SPORT1: Ist Gold das erklärte Ziel?
Ovtcharov: Das ist klar. Ich bin vor vier Jahren mit dem festen Ziel Bronze nach London gefahren, weil ich nicht an die Siege gegen die Chinesen geglaubt habe. Mittlerweile konnte ich einige Erfolge gegen die Topstars erringen. Das gibt mir Selbstvertrauen. Man muss an Siege gegen die Chinesen glauben. Ich denke, dass es ganz oben auf das Podium gehen kann.
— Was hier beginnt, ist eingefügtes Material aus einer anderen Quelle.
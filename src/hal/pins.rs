//! Discrete control lines of the radio transceiver.
//!
//! Four lines are controlled: reset (RST), sleep/trigger (SLP_TR),
//! slave-select (SS), and a board-specific auxiliary line (CW test mode on
//! boards that wire it). Reset and sleep/trigger support level readback;
//! slave-select additionally gets assert/deassert helpers that bracket one
//! SPI transaction.
//!
//! Operations are unconditional hardware writes. Sequencing is the
//! caller's responsibility: slave-select must be asserted before and
//! deasserted after a bus transaction, which [`crate::driver::Radio`]
//! handles internally.

use core::convert::Infallible;

use embedded_hal::digital::{ErrorType, OutputPin, StatefulOutputPin};

use crate::error::BusError;

// =============================================================================
// Control Pin Bundle
// =============================================================================

/// The radio's discrete control lines.
///
/// Generic over `embedded-hal` pin implementations so the same driver runs
/// on any port wiring; see [`crate::boards`] for the known board maps.
#[derive(Debug)]
pub struct ControlPins<RST, SLP, SS, AUX = NoAux> {
    rst: RST,
    slptr: SLP,
    ss: SS,
    aux: AUX,
}

impl<RST, SLP, SS> ControlPins<RST, SLP, SS, NoAux>
where
    RST: StatefulOutputPin,
    SLP: StatefulOutputPin,
    SS: OutputPin,
{
    /// Bundle the three mandatory lines on a board without an auxiliary pin
    pub fn without_aux(rst: RST, slptr: SLP, ss: SS) -> Self {
        Self {
            rst,
            slptr,
            ss,
            aux: NoAux,
        }
    }
}

impl<RST, SLP, SS, AUX> ControlPins<RST, SLP, SS, AUX>
where
    RST: StatefulOutputPin,
    SLP: StatefulOutputPin,
    SS: OutputPin,
    AUX: OutputPin,
{
    /// Bundle all four control lines
    pub fn new(rst: RST, slptr: SLP, ss: SS, aux: AUX) -> Self {
        Self {
            rst,
            slptr,
            ss,
            aux,
        }
    }

    // =========================================================================
    // Reset Line
    // =========================================================================

    /// Pull the RST line high (release reset)
    pub fn set_rst_high(&mut self) -> Result<(), BusError> {
        self.rst.set_high().map_err(|_| BusError::Pin)
    }

    /// Pull the RST line low (hold the chip in reset)
    pub fn set_rst_low(&mut self) -> Result<(), BusError> {
        self.rst.set_low().map_err(|_| BusError::Pin)
    }

    /// Current level of the RST line
    pub fn rst_is_high(&mut self) -> Result<bool, BusError> {
        self.rst.is_set_high().map_err(|_| BusError::Pin)
    }

    // =========================================================================
    // Sleep/Trigger Line
    // =========================================================================

    /// Pull the SLP_TR line high
    pub fn set_slptr_high(&mut self) -> Result<(), BusError> {
        self.slptr.set_high().map_err(|_| BusError::Pin)
    }

    /// Pull the SLP_TR line low
    pub fn set_slptr_low(&mut self) -> Result<(), BusError> {
        self.slptr.set_low().map_err(|_| BusError::Pin)
    }

    /// Current level of the SLP_TR line
    pub fn slptr_is_high(&mut self) -> Result<bool, BusError> {
        self.slptr.is_set_high().map_err(|_| BusError::Pin)
    }

    // =========================================================================
    // Slave-Select Line
    // =========================================================================

    /// Assert slave-select (active low), opening a bus transaction
    pub fn ss_assert(&mut self) -> Result<(), BusError> {
        self.ss.set_low().map_err(|_| BusError::Pin)
    }

    /// Deassert slave-select, closing the bus transaction
    pub fn ss_deassert(&mut self) -> Result<(), BusError> {
        self.ss.set_high().map_err(|_| BusError::Pin)
    }

    // =========================================================================
    // Auxiliary Line
    // =========================================================================

    /// Pull the auxiliary line high
    pub fn set_aux_high(&mut self) -> Result<(), BusError> {
        self.aux.set_high().map_err(|_| BusError::Pin)
    }

    /// Pull the auxiliary line low
    pub fn set_aux_low(&mut self) -> Result<(), BusError> {
        self.aux.set_low().map_err(|_| BusError::Pin)
    }

    /// Release the pins
    pub fn free(self) -> (RST, SLP, SS, AUX) {
        (self.rst, self.slptr, self.ss, self.aux)
    }
}

// =============================================================================
// Auxiliary Pin Placeholder
// =============================================================================

/// Placeholder for boards without the auxiliary control line.
///
/// Implements `OutputPin` as a no-op so [`ControlPins`] stays uniform
/// across board revisions.
#[derive(Debug, Default, Clone, Copy)]
pub struct NoAux;

impl ErrorType for NoAux {
    type Error = Infallible;
}

impl OutputPin for NoAux {
    fn set_low(&mut self) -> Result<(), Self::Error> {
        Ok(())
    }

    fn set_high(&mut self) -> Result<(), Self::Error> {
        Ok(())
    }
}

// =============================================================================
// Unit Tests
// =============================================================================
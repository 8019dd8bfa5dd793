//! Radio driver layer.
//!
//! # Modules
//!
//! - [`radio`]: The owning bus handle with register, subregister, frame,
//!   and SRAM access
//! - [`status`]: Interrupt status and transmit-result decoding

pub mod radio;
pub mod status;

// Re-export commonly used types
pub use radio::Radio;
pub use status::{InterruptStatus, TracStatus};
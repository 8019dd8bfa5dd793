//! AT86RF23x Radio HAL
//!
//! A `no_std`, `no_alloc` hardware abstraction layer for AT86RF23x-class
//! IEEE 802.15.4 radio transceivers attached over SPI plus discrete
//! control lines (reset, sleep/trigger, slave-select, and a board
//! auxiliary pin).
//!
//! # Architecture
//!
//! The crate is organized into three layers:
//!
//! 1. **Driver Layer** ([`driver::radio`]): Register, subregister, frame,
//!    and SRAM access over the shared SPI bus
//! 2. **Status Layer** ([`driver::status`]): Interrupt-status and
//!    transmit-result decoding for the radio interrupt handler
//! 3. **HAL Layer** ([`hal`]): Control lines and the symbol-accurate tick
//!    counter
//!
//! The upper MAC/PHY protocol logic builds on these primitives; it is not
//! part of this crate, and neither is the chip's register-map semantics
//! beyond the generic access mechanism.
//!
//! # Concurrency
//!
//! There is a single execution context plus preemptive interrupt handlers.
//! The SPI bus, the slave-select line, and every chip register are one
//! shared resource: every multi-step bus sequence runs inside a
//! `critical-section` scope, with the interrupt mask restored on all exit
//! paths. Subregister read-modify-write spans two transactions and is not
//! atomic against an ISR touching the same register; such callers must
//! serialize explicitly.
//!
//! # Features
//!
//! - `defmt`: Enable defmt formatting for public data types
//!
//! # Example
//!
//! ```ignore
//! use ph_at86rf_hal::{ControlPins, Radio, SymbolClock, regs};
//!
//! // SPI bus and pins come from your MCU HAL
//! let pins = ControlPins::new(rst, slptr, ss, cw);
//! let mut radio = Radio::new(spi, pins)?;
//!
//! // Symbol clock derived from the CPU frequency; unsupported values
//! // fail fast before anything runs
//! let mut clock = SymbolClock::init(timer, 8_000_000)?;
//! clock.enable_radio_interrupt();
//!
//! radio.register_write(regs::reg::TRX_CTRL_0, 0x19)?;
//! radio.frame_write(&payload)?;
//!
//! // Inside the radio ISR:
//! let status = radio.irq_status()?;
//! if status.trx_end {
//!     let trac = radio.trac_status()?;
//! }
//! ```

#![no_std]
#![deny(missing_docs)]
#![forbid(unsafe_code)]
// Clippy lint levels live in Cargo.toml [lints]; these mirror the ones we
// always want enforced locally.
#![deny(clippy::correctness)]
#![warn(
    clippy::suspicious,
    clippy::style,
    clippy::complexity,
    clippy::perf,
    clippy::std_instead_of_core,
    clippy::std_instead_of_alloc,
    clippy::alloc_instead_of_core
)]

// =============================================================================
// Modules
// =============================================================================

pub mod boards;
pub mod driver;
pub mod error;
pub mod hal;
pub mod regs;

// Test utilities (only available during testing)
#[cfg(test)]
pub mod testing;

// =============================================================================
// Re-exports
// =============================================================================

pub use driver::radio::Radio;
pub use driver::status::{InterruptStatus, TracStatus};
pub use error::{BusError, ConfigError, ConfigResult, Error, FrameError, Result};
pub use hal::clock::{SymbolClock, SymbolClockConfig, SymbolPrescaler, TickTimer};
pub use hal::pins::{ControlPins, NoAux};
pub use regs::{BusCommand, Field, MAX_FRAME_LENGTH, MIN_FRAME_LENGTH, Subregister};

// Re-export board types
pub use boards::{BoardPinMap, BoardRevision, Port, PortPin};
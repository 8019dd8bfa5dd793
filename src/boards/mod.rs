//! Board wiring tables.
//!
//! Each supported board revision routes the transceiver's control and SPI
//! lines to different MCU port pins. The maps here are pure configuration
//! data, resolved once at startup by a board-identifier constant; nothing
//! in the driver depends on them beyond the pin implementations the
//! application constructs from them.

// =============================================================================
// Port/Pin Addressing
// =============================================================================

/// MCU GPIO port identifier
#[derive(Debug, Clone, Copy, PartialEq, Eq)]
#[cfg_attr(feature = "defmt", derive(defmt::Format))]
pub enum Port {
    /// Port B
    B,
    /// Port D
    D,
}

/// One GPIO line: port plus pin index
#[derive(Debug, Clone, Copy, PartialEq, Eq)]
#[cfg_attr(feature = "defmt", derive(defmt::Format))]
pub struct PortPin {
    /// GPIO port
    pub port: Port,
    /// Pin index within the port
    pub pin: u8,
}

impl PortPin {
    const fn new(port: Port, pin: u8) -> Self {
        Self { port, pin }
    }
}

// =============================================================================
// Board Pin Maps
// =============================================================================

/// Complete wiring of the transceiver to a board revision
#[derive(Debug, Clone, Copy, PartialEq, Eq)]
#[cfg_attr(feature = "defmt", derive(defmt::Format))]
pub struct BoardPinMap {
    /// Slave-select line
    pub ss: PortPin,
    /// SPI master-out line
    pub mosi: PortPin,
    /// SPI master-in line
    pub miso: PortPin,
    /// SPI clock line
    pub sck: PortPin,
    /// Transceiver reset line
    pub rst: PortPin,
    /// Transceiver interrupt line
    pub irq: PortPin,
    /// Sleep/trigger line
    pub slptr: PortPin,
    /// Continuous-wave test mode line, on boards that wire it
    pub cw: Option<PortPin>,
    /// Index of the timer used as the symbol tick counter
    pub tick_timer: u8,
}

/// Supported board revisions
#[derive(Debug, Clone, Copy, PartialEq, Eq)]
#[cfg_attr(feature = "defmt", derive(defmt::Format))]
pub enum BoardRevision {
    /// Raven board, revision D
    RavenD,
    /// Raven USB stick, revision C
    RavenUsbC,
    /// Radio controller board, revision B
    RcbB,
}

impl BoardRevision {
    /// Wiring table for this revision
    pub const fn pin_map(self) -> BoardPinMap {
        match self {
            BoardRevision::RavenD => BoardPinMap {
                ss: PortPin::new(Port::B, 4),
                mosi: PortPin::new(Port::B, 5),
                miso: PortPin::new(Port::B, 6),
                sck: PortPin::new(Port::B, 7),
                rst: PortPin::new(Port::B, 1),
                irq: PortPin::new(Port::D, 6),
                slptr: PortPin::new(Port::B, 3),
                cw: Some(PortPin::new(Port::B, 0)),
                tick_timer: 3,
            },
            BoardRevision::RavenUsbC => BoardPinMap {
                ss: PortPin::new(Port::B, 0),
                mosi: PortPin::new(Port::B, 2),
                miso: PortPin::new(Port::B, 3),
                sck: PortPin::new(Port::B, 1),
                rst: PortPin::new(Port::B, 5),
                irq: PortPin::new(Port::D, 4),
                slptr: PortPin::new(Port::B, 4),
                cw: Some(PortPin::new(Port::B, 7)),
                tick_timer: 3,
            },
            BoardRevision::RcbB => BoardPinMap {
                ss: PortPin::new(Port::B, 0),
                mosi: PortPin::new(Port::B, 2),
                miso: PortPin::new(Port::B, 3),
                sck: PortPin::new(Port::B, 1),
                rst: PortPin::new(Port::B, 5),
                irq: PortPin::new(Port::D, 4),
                slptr: PortPin::new(Port::B, 4),
                cw: None,
                tick_timer: 3,
            },
        }
    }

    /// Whether this revision wires the continuous-wave test line
    pub const fn has_cw_mode(self) -> bool {
        self.pin_map().cw.is_some()
    }
}

// =============================================================================
// Unit Tests
// =============================================================================
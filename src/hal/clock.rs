//! Symbol clock: symbol-accurate timekeeping on a free-running counter.
//!
//! The radio's timing (carrier-sense windows, backoff, ack waits) is
//! measured in symbol periods. A hardware counter is configured so one tick
//! equals a fixed real-time unit; the prescaler, the microseconds-per-unit
//! scale, and the wraparound mask are derived from the CPU clock frequency
//! at initialization and stay immutable afterwards.
//!
//! The counter free-runs and wraps at its mask boundary. Elapsed-time
//! computation accounts for wraparound with `(end - start) & mask`.

use crate::error::{ConfigError, ConfigResult};

// =============================================================================
// Derived Configuration
// =============================================================================

/// Counter prescaler selection
#[derive(Debug, Clone, Copy, PartialEq, Eq)]
#[cfg_attr(feature = "defmt", derive(defmt::Format))]
pub enum SymbolPrescaler {
    /// CPU clock divided by 8
    Div8,
    /// CPU clock divided by 64
    Div64,
    /// CPU clock divided by 256
    Div256,
}

/// Constants derived from the CPU clock frequency.
///
/// Selected once by [`SymbolClockConfig::from_cpu_hz`]; immutable for the
/// process lifetime.
#[derive(Debug, Clone, Copy, PartialEq, Eq)]
#[cfg_attr(feature = "defmt", derive(defmt::Format))]
pub struct SymbolClockConfig {
    /// Prescaler feeding the tick counter
    pub prescaler: SymbolPrescaler,
    /// Microseconds represented by one counter unit
    pub us_per_symbol: u32,
    /// Wraparound mask sizing the counter range to the achievable resolution
    pub symbol_mask: u32,
}

impl SymbolClockConfig {
    /// Derive the configuration for a CPU clock frequency in Hz.
    ///
    /// The supported set is 1, 4, 8, and 16 MHz. Anything else is a fatal
    /// configuration error: callers must halt before the clock runs.
    pub const fn from_cpu_hz(cpu_hz: u32) -> ConfigResult<Self> {
        match cpu_hz {
            16_000_000 => Ok(Self {
                prescaler: SymbolPrescaler::Div256,
                us_per_symbol: 1,
                symbol_mask: 0xFFFF_FFFF,
            }),
            8_000_000 => Ok(Self {
                prescaler: SymbolPrescaler::Div64,
                us_per_symbol: 2,
                symbol_mask: 0x7FFF_FFFF,
            }),
            4_000_000 => Ok(Self {
                prescaler: SymbolPrescaler::Div64,
                us_per_symbol: 1,
                symbol_mask: 0xFFFF_FFFF,
            }),
            1_000_000 => Ok(Self {
                prescaler: SymbolPrescaler::Div8,
                us_per_symbol: 2,
                symbol_mask: 0x7FFF_FFFF,
            }),
            _ => Err(ConfigError::UnsupportedCpuClock),
        }
    }
}

// =============================================================================
// Tick Timer Trait
// =============================================================================

/// Hardware seam for the tick counter peripheral.
///
/// Implement this for the MCU timer that captures radio events. The two
/// interrupt sources are independently maskable so the driver can silence
/// one event class while still receiving the other.
pub trait TickTimer {
    /// Configure the counter to free-run at the given prescaler
    fn configure(&mut self, prescaler: SymbolPrescaler);

    /// Current counter value
    fn count(&self) -> u32;

    /// Enable the capture-on-event interrupt source
    fn enable_capture_interrupt(&mut self);

    /// Disable the capture-on-event interrupt source
    fn disable_capture_interrupt(&mut self);

    /// Enable the counter-overflow interrupt source
    fn enable_overflow_interrupt(&mut self);

    /// Disable the counter-overflow interrupt source
    fn disable_overflow_interrupt(&mut self);
}

// =============================================================================
// Symbol Clock
// =============================================================================

/// Symbol-accurate clock over a [`TickTimer`].
///
/// Constructed only through [`SymbolClock::init`], so a value of this type
/// is always in the running state with a valid derived configuration.
#[derive(Debug)]
pub struct SymbolClock<T: TickTimer> {
    timer: T,
    config: SymbolClockConfig,
}

impl<T: TickTimer> SymbolClock<T> {
    /// Derive the configuration from `cpu_hz` and start the counter.
    ///
    /// Fails fast with [`ConfigError::UnsupportedCpuClock`] for any
    /// frequency outside the supported set.
    pub fn init(mut timer: T, cpu_hz: u32) -> ConfigResult<Self> {
        let config = SymbolClockConfig::from_cpu_hz(cpu_hz)?;
        timer.configure(config.prescaler);
        Ok(Self { timer, config })
    }

    /// The derived configuration
    pub fn config(&self) -> SymbolClockConfig {
        self.config
    }

    /// Current counter value, masked to the usable range
    pub fn now(&self) -> u32 {
        self.timer.count() & self.config.symbol_mask
    }

    /// Ticks elapsed since `start`, correct across one wraparound
    pub fn ticks_since(&self, start: u32) -> u32 {
        self.now().wrapping_sub(start) & self.config.symbol_mask
    }

    /// Microseconds elapsed since `start`, correct across one wraparound
    pub fn elapsed_us(&self, start: u32) -> u32 {
        self.ticks_since(start)
            .wrapping_mul(self.config.us_per_symbol)
    }

    /// Enable the radio-event (capture) interrupt source
    pub fn enable_radio_interrupt(&mut self) {
        self.timer.enable_capture_interrupt();
    }

    /// Disable the radio-event (capture) interrupt source
    pub fn disable_radio_interrupt(&mut self) {
        self.timer.disable_capture_interrupt();
    }

    /// Enable the overflow interrupt source
    pub fn enable_overflow_interrupt(&mut self) {
        self.timer.enable_overflow_interrupt();
    }

    /// Disable the overflow interrupt source
    pub fn disable_overflow_interrupt(&mut self) {
        self.timer.disable_overflow_interrupt();
    }

    /// Direct access to the underlying timer
    pub fn timer(&mut self) -> &mut T {
        &mut self.timer
    }

    /// Release the timer
    pub fn free(self) -> T {
        self.timer
    }
}

// =============================================================================
// Unit Tests
// =============================================================================
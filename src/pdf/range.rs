//! Page range normalization
//!
//! User-supplied page bounds are corrected rather than rejected: reversed
//! ranges are swapped and out-of-bounds values are clamped into the
//! document. Only image extraction (which takes a single explicit page)
//! rejects bad input; see [`crate::pdf::extract_page_images`].

/// A normalized inclusive interval of 1-based page numbers.
///
/// Invariant: after [`PageRange::normalize`], `1 <= start <= end <= page_count`
/// whenever the document has at least one page. An empty document yields an
/// empty range that iterates zero pages.
#[derive(Debug, Clone, Copy, PartialEq, Eq)]
pub struct PageRange {
    start: u32,
    end: u32,
}

impl PageRange {
    /// Normalize user-supplied bounds against the document's page count.
    ///
    /// - `end_page` unset defaults to the last page.
    /// - A reversed interval is swapped, not rejected.
    /// - Both bounds are clamped into `[1, page_count]`.
    /// - `page_count == 0` produces an empty range; no input is an error.
    pub fn normalize(start_page: i32, end_page: Option<i32>, page_count: u32) -> Self {
        if page_count == 0 {
            return Self { start: 1, end: 0 };
        }

        let last = i64::from(page_count);
        let mut start = i64::from(start_page);
        let mut end = end_page.map(i64::from).unwrap_or(last);

        if start > end {
            std::mem::swap(&mut start, &mut end);
        }

        Self {
            start: start.clamp(1, last) as u32,
            end: end.clamp(1, last) as u32,
        }
    }

    /// First page in the range (1-based). Meaningless when empty.
    pub fn start(&self) -> u32 {
        self.start
    }

    /// Last page in the range (1-based, inclusive). Meaningless when empty.
    pub fn end(&self) -> u32 {
        self.end
    }

    pub fn is_empty(&self) -> bool {
        self.end < self.start
    }

    /// Number of pages in the range.
    pub fn len(&self) -> usize {
        if self.is_empty() {
            0
        } else {
            (self.end - self.start + 1) as usize
        }
    }

    /// Iterate 1-based page numbers in ascending order.
    pub fn iter(&self) -> impl Iterator<Item = u32> {
        self.start..=self.end
    }
}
SPORT1: Sie werden wohl mit Deutschlands bestem Tischtennisspieler Timo Boll nach Rio reisen. Das könnte sein letztes großes Turnier werden.
Ovtcharov: Ich hoffe, dass Timo noch ein paar Jahre spielen kann. 2008 und 2012 war ganz besonders, was wir zusammen erlebt haben. Hoffentlich erleben wir nochmal ein starkes Boll-Ovtcharov-Gespann in Rio.
SPORT1: Ihre Beziehung zu Timo Boll ist speziell. Wie würden Sie diese beschreiben?
Ovtcharov: Timo ist irgendwo ein großer Bruder für mich. Er hat mir jeden Erfolg gegönnt. Das ist im Sport nicht gang und gäbe. Als ich sehr jung war, war ich oft bei Timo zu Hause, habe bei seiner Familie gelebt und viel mit ihm trainiert. Da habe ich mich sehr heimisch gefühlt. Uns verbindet eine große Freundschaft.
SPORT1: Wie sehen Sie denn den Stellenwert von Tischtennis in Deutschland?
Ovtcharov: Ich glaube, die Kids spielen gerne Tischtennis. Aber in Deutschland, sogar in Europa ist es eine Randsportart. Das ist ganz anders in Asien. Dort ist der Hype um Tischtennis so groß wie hier um Fußball. Wir hoffen, die Popularität mit der Zeit nach Hause zu holen.
SPORT1: Sind Sie ein Zugpferd dieser Entwicklung?
Ovtcharov: Mit jedem Erfolg und jedem Spiel, das man gewinnt, und jedem Stück, das man bekannter wird, kriegt man ein größeres Echo in seiner Sportart. Ich versuche bei einigen Themen aufzurütteln. Ich will Tischtennis in die richtige Richtung stoßen.